The drawings show a preferred embodiment of the invention. Fig. 1 is a perspective view of an air conditioning unit which is placed in a room. Fig. 2 is a front elevation of the lower part with the heat exchanger removed. Fig. 3 is a side elevation of the lower part with the heat exchanger in place in the unit. Fig. 4 is a plan view of the lower part. Fig. 5 is a perspective view of the suction part. Fig. 6 shows part of the nozzle plate in the lower part. Fig. 7 shows a section through a mouth piece.

The drawings show an air conditioning unit 2 placed under a window in a room to be conditioned. The unit 2 comprises a lower part 3 (fig. 2-4) and a cover 4 with inlet 5 and outlet 6. If desired, the cover 4 can be looped and the lower part enveloped with a suitable material; in that case, the inlet and outlet are arranged in the cover, so that air can be sucked through the inlet into the unit and treated air can be led from the unit into the room.

The main chamber 7 in the lower part 3 is connected to a central station by thin wires, as described in U.S. Pat. patent no. 2 363 294, so that a stream of primary air or conditioned air can be fed through the opening 24 to each individual conditioning unit at high speed and at high static pressure.

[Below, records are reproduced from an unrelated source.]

use serde::{Deserialize, Serialize};
use serde_json::Value;

use crate::domains::crawl_jobs::models::ObjectMeta;

/// `spec` block of a ProfileJob resource.
#[derive(Debug, Clone, Default, Serialize, Deserialize)]
#[serde(rename_all = "camelCase", default)]
pub struct ProfileBrowserSpec {
    pub id: String,
    pub userid: String,
    pub storage_name: String,
    pub storage_path: String,
    pub profile_filename: String,
    pub start_url: Option<String>,
    pub vnc_password: Option<String>,
    pub expire_time: Option<String>,
}

#[derive(Debug, Clone, Default, Serialize, Deserialize)]
#[serde(default)]
pub struct ProfileBrowserObject {
    pub metadata: ObjectMeta,
    pub spec: ProfileBrowserSpec,
}

#[derive(Debug, Clone, Default, Serialize, Deserialize)]
#[serde(default)]
pub struct ProfileBrowserSyncRequest {
    pub parent: ProfileBrowserObject,
}

#[derive(Debug, Clone, PartialEq, Serialize, Deserialize)]
pub struct ProfileBrowserSyncResponse {
    pub status: Value,
    pub children: Vec<Value>,
}
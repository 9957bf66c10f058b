pub mod dates;
pub mod size;

pub use dates::*;
pub use size::*;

A heat exchanger 8 mounted in the lower part is also connected to a central station from which hot or cold water can be led through this, for a purpose which is explained below. The heat exchanger 8 can be provided with ribs or fins, and induced air is sucked into the unit between the ribs.

The lower part 3 includes a support structure 20 which supports the main chamber 7 at the lower part of the unit, the heat exchanger 8 which is suspended at the front of the unit and an induction or suction part 9 which is placed behind the heat exchanger 8 and above the chamber 7. The upper side of the chamber 7 is formed of a plate 10 in which several mutually separated groups of nozzles 11 are formed (see fig. 6 and 7). Preferably, the nozzles in each group are arranged in rows, and the nozzles in a row are offset in relation to the nozzles in a neighboring row in the group.

The inducing or suction part 9 is preferably (see fig. 5) made of a single metal plate which is bent so as to form several vertical passages 12 of considerable length, which are located above and close to each group of nozzles. The part 9 is placed so far above the nozzles that the largest part of the air coming out of the nozzles enters the passages 12. The parts 13 that form the individual passages have a curved contour and are shaped so that they form a vertical passage of cross-section from the passage's inlet 14 to its outlet 15. The parts 13 are connected to each other by parts 16 which are attached to a support part 17 in any suitable way. The support part 17 is equipped with hooks 18 with the help of which it can be hung on the support structure 20 at the rear part of the lower part. If desired, the parts 13 can be equipped with reinforcing ribs 19. The supporting part 17 forms the rear wall of the passage 12.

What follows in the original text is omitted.